**EXERCISE REQUIREMENTS:** Report the count of lines containing the word "until" in these records, with no other text.

EXTRACTED MATERIAL START

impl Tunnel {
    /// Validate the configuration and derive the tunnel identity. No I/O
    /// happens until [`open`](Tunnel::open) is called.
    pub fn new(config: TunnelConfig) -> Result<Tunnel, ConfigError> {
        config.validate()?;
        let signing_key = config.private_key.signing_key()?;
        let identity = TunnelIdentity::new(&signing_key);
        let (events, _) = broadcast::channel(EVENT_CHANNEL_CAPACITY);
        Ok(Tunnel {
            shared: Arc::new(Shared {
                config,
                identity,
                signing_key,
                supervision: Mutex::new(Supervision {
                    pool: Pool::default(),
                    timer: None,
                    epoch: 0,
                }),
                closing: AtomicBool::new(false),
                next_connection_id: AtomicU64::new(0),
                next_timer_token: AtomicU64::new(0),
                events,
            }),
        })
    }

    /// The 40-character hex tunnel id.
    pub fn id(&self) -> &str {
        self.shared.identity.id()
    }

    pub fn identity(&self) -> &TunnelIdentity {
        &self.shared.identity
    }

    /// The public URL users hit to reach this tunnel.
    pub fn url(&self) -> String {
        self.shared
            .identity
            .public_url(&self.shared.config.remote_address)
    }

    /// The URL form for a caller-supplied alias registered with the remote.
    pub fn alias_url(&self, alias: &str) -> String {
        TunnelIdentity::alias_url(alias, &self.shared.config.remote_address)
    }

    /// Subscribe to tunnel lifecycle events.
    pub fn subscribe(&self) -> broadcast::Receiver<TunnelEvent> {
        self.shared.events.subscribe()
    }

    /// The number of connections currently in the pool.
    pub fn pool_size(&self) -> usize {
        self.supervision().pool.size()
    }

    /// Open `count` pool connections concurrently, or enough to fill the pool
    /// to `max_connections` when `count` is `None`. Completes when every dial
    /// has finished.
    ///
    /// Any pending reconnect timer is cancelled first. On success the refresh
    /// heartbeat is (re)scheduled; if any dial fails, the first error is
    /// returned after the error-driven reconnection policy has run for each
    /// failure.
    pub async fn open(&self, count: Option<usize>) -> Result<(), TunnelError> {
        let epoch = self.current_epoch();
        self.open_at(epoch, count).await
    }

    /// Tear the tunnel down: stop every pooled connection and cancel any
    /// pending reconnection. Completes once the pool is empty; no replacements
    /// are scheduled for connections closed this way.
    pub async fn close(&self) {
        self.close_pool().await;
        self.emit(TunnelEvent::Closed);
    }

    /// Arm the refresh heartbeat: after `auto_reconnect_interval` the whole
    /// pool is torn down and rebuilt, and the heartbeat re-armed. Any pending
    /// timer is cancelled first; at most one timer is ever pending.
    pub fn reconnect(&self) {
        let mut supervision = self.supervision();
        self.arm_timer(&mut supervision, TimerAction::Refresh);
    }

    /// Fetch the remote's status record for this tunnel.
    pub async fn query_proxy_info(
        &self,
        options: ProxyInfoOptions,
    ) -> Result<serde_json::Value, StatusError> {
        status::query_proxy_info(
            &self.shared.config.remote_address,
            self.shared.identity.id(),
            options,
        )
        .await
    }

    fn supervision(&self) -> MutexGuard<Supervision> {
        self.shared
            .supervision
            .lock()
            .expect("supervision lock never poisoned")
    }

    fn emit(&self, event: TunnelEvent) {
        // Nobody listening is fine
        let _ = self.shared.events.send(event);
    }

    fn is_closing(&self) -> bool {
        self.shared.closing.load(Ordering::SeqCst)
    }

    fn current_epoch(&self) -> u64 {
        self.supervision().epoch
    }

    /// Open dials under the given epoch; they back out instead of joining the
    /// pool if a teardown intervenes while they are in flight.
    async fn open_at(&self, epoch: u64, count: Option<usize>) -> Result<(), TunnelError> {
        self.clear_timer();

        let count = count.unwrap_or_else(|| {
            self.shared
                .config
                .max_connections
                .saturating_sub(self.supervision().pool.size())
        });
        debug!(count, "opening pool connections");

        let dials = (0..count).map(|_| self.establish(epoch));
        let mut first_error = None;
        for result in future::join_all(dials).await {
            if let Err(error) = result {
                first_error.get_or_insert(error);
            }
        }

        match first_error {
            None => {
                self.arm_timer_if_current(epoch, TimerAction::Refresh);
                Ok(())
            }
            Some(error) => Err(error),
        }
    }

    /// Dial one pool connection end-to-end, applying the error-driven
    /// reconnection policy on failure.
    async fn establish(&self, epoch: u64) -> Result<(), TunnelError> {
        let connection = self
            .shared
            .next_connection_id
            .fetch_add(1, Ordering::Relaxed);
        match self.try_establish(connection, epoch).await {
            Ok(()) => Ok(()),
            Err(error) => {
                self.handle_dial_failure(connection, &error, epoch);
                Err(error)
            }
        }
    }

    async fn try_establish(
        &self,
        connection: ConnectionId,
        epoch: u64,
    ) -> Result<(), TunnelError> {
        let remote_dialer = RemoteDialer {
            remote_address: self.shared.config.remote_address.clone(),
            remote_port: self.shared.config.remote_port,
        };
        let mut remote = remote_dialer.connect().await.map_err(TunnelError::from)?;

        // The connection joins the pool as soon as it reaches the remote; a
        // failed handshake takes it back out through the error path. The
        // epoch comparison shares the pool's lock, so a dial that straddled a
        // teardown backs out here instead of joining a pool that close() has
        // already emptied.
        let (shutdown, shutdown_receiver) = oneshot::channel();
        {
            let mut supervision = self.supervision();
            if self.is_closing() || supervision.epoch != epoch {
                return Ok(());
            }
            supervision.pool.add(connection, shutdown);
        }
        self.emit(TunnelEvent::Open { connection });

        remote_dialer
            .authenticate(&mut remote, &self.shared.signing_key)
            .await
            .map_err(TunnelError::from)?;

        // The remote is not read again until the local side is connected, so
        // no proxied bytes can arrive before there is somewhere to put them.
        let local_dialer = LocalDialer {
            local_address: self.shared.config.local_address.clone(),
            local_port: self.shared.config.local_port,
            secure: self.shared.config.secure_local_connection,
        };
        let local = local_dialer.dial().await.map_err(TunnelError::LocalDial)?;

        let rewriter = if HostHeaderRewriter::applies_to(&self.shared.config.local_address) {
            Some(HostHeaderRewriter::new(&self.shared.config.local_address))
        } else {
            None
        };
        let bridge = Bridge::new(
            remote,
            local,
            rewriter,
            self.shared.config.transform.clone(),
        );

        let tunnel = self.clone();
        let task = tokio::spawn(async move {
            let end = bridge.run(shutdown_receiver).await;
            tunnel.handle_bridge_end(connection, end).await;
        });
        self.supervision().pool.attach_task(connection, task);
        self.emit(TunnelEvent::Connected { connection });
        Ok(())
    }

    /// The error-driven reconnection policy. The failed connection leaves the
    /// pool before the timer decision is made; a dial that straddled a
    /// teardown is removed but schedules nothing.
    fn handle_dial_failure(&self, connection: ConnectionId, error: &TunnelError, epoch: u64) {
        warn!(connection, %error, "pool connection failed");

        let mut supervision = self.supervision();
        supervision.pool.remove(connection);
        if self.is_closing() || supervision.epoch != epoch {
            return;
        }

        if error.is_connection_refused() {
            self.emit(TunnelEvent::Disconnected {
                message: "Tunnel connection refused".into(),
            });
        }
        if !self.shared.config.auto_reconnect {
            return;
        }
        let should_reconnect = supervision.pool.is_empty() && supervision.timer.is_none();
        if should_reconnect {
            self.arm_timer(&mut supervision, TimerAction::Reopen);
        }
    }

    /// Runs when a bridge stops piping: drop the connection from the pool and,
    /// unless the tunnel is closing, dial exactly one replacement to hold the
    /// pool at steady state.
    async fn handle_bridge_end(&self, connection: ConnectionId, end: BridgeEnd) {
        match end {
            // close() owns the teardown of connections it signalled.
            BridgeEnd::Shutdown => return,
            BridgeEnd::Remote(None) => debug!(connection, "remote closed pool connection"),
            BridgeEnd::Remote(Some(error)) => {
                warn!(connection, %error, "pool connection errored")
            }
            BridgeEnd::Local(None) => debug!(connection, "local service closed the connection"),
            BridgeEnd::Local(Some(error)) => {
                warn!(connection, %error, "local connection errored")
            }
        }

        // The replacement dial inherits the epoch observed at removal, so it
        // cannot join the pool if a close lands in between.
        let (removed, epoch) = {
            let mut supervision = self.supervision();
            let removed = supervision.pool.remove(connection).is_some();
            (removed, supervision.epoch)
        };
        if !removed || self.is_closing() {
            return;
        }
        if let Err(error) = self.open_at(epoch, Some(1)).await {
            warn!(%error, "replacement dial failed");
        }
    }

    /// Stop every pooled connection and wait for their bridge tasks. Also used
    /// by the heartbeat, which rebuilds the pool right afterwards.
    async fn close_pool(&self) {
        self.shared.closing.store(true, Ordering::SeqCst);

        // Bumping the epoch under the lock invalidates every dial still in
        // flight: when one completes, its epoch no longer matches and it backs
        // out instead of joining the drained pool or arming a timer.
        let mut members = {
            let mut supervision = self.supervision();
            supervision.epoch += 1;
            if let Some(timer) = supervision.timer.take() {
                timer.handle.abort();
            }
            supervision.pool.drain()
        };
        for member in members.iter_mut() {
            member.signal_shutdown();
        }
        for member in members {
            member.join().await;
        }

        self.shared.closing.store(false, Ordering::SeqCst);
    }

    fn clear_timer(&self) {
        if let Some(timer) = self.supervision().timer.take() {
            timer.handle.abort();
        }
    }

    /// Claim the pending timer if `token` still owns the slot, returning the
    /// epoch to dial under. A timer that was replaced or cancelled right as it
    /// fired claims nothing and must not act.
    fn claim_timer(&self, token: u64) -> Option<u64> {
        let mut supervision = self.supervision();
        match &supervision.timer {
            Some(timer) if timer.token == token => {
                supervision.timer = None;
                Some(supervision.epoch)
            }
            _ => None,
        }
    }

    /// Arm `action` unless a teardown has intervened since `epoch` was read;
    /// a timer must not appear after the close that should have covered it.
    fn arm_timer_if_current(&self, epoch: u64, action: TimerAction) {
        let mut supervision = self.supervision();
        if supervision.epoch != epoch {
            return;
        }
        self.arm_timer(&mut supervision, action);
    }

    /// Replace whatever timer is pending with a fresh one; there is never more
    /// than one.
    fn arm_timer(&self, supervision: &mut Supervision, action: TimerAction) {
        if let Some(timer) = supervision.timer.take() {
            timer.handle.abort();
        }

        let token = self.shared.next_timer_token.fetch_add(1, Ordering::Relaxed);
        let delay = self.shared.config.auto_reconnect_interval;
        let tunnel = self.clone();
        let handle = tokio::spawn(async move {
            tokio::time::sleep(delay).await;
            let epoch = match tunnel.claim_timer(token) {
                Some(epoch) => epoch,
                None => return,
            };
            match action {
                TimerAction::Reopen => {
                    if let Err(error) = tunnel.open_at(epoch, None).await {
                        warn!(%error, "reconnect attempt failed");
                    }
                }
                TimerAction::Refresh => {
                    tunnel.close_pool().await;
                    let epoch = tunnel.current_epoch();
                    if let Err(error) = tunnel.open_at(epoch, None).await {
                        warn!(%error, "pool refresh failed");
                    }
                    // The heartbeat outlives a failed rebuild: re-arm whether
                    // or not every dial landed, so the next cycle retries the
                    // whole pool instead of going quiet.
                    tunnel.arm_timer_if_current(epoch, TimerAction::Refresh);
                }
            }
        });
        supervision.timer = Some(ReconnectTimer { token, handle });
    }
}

EXTRACTED MATERIAL END
EXTRACTED MATERIAL START

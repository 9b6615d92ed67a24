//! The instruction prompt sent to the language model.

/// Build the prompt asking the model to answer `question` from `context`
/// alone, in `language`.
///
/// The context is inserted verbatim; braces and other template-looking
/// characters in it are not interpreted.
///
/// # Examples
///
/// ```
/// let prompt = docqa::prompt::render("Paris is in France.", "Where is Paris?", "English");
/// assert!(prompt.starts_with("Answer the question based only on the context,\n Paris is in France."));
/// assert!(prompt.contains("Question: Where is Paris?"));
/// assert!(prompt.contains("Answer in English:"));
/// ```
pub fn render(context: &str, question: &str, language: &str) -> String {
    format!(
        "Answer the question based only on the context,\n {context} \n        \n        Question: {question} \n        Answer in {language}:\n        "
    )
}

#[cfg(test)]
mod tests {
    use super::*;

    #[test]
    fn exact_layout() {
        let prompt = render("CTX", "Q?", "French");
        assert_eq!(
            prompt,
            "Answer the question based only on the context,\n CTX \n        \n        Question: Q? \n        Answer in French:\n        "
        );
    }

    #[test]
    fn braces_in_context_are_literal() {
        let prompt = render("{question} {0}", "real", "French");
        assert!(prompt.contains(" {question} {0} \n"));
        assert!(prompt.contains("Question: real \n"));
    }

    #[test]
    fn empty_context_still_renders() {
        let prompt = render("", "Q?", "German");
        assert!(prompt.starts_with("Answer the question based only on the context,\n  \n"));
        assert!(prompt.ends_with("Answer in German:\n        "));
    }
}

EXTRACTED MATERIAL END
EXTRACTED MATERIAL START

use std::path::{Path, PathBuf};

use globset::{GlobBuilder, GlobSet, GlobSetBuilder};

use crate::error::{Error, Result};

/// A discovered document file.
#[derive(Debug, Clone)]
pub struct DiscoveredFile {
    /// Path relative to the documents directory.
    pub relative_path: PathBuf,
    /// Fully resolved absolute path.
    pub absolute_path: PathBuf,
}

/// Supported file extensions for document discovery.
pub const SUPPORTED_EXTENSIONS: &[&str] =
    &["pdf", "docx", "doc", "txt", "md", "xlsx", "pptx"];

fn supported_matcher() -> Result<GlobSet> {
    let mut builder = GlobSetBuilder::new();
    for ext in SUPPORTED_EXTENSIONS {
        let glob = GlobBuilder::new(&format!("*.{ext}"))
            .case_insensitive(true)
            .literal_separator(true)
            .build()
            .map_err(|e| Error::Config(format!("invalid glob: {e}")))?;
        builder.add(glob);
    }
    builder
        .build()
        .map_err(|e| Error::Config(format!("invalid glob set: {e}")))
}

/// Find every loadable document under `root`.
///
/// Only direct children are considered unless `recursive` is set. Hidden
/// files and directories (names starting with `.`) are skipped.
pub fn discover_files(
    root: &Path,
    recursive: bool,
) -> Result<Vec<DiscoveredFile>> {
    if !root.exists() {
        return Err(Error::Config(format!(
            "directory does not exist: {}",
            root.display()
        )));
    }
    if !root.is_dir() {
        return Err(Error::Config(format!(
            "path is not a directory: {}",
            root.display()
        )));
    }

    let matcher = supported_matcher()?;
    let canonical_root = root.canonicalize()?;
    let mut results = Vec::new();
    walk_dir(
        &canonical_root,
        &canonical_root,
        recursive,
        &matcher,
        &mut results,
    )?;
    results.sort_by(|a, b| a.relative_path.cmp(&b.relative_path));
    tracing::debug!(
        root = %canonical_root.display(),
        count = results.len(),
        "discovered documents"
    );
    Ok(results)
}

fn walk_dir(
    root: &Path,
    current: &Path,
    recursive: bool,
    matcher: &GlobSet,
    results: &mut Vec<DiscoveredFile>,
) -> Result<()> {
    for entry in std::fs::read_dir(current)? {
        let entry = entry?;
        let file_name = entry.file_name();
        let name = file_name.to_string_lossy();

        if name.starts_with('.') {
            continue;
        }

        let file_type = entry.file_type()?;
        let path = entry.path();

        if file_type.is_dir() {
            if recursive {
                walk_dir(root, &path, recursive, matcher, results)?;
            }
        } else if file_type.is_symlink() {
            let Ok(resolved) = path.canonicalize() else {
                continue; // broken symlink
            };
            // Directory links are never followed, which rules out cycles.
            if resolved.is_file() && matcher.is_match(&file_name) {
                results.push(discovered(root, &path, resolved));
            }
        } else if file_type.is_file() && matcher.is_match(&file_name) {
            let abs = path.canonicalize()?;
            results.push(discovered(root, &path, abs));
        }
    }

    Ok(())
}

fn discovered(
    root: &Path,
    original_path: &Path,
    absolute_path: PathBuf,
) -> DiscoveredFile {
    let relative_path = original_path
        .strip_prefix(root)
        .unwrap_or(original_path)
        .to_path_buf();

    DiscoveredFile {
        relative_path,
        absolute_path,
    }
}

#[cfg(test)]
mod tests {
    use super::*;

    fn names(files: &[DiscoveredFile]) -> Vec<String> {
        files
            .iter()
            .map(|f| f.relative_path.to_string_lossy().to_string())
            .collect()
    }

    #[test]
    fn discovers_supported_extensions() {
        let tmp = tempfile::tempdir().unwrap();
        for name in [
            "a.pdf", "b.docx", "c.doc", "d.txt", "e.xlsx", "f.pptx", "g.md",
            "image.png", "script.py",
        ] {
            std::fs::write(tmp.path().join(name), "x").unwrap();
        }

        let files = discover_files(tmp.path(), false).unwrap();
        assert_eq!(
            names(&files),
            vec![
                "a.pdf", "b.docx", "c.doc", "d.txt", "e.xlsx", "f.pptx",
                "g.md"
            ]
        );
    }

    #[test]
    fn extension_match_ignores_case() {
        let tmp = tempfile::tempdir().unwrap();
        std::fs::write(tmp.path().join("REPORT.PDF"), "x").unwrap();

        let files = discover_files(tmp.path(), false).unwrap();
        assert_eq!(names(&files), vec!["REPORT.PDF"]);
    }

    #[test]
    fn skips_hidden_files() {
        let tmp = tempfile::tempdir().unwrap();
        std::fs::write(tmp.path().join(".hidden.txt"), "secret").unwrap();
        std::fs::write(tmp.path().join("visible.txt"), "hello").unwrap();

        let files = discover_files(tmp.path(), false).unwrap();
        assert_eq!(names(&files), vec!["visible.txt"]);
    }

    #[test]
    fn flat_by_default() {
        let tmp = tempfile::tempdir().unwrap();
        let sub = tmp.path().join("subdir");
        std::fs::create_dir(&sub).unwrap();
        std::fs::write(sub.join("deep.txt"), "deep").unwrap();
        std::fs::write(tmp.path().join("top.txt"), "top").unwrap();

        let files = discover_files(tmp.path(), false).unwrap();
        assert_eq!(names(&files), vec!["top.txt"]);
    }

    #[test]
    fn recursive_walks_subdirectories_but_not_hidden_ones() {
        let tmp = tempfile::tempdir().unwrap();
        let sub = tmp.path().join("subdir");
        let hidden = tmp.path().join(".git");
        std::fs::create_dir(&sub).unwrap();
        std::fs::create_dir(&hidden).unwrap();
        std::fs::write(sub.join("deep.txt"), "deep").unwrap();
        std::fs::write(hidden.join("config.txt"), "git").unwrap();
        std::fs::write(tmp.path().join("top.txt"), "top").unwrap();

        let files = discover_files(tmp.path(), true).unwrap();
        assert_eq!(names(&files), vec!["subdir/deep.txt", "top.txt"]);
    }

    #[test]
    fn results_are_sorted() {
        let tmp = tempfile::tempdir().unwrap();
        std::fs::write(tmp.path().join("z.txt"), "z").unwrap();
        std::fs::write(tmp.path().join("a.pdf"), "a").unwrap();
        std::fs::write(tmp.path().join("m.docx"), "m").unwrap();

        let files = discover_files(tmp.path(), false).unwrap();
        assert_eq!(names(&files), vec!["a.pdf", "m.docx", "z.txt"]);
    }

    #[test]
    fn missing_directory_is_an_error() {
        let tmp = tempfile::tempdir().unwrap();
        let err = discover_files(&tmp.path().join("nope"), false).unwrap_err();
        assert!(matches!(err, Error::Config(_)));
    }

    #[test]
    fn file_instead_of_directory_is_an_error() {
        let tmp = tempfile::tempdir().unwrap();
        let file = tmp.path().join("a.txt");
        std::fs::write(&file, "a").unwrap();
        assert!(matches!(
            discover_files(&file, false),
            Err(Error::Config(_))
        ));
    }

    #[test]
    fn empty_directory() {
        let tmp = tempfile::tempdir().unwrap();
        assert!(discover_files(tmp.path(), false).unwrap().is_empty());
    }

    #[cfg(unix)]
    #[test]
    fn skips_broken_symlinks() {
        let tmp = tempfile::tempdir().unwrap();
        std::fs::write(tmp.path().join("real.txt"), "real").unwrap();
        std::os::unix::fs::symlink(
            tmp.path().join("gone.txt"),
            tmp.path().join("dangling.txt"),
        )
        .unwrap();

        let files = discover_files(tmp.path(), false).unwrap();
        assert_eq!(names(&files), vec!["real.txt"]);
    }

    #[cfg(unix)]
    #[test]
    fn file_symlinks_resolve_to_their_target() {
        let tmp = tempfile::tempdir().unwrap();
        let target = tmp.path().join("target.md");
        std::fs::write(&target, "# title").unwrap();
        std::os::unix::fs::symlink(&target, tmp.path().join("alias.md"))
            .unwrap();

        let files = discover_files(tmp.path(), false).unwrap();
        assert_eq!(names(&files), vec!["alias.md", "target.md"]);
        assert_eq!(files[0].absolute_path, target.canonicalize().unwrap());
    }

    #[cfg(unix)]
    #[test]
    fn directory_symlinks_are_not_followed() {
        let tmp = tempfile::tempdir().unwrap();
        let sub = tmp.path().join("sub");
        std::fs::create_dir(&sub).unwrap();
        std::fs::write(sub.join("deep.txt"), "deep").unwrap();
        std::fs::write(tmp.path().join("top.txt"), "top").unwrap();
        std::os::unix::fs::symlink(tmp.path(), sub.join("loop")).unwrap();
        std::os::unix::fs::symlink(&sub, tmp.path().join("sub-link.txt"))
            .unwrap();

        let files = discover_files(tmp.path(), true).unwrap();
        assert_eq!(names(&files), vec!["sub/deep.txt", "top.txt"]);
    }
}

EXTRACTED MATERIAL END

**TASK ANSWER:** 2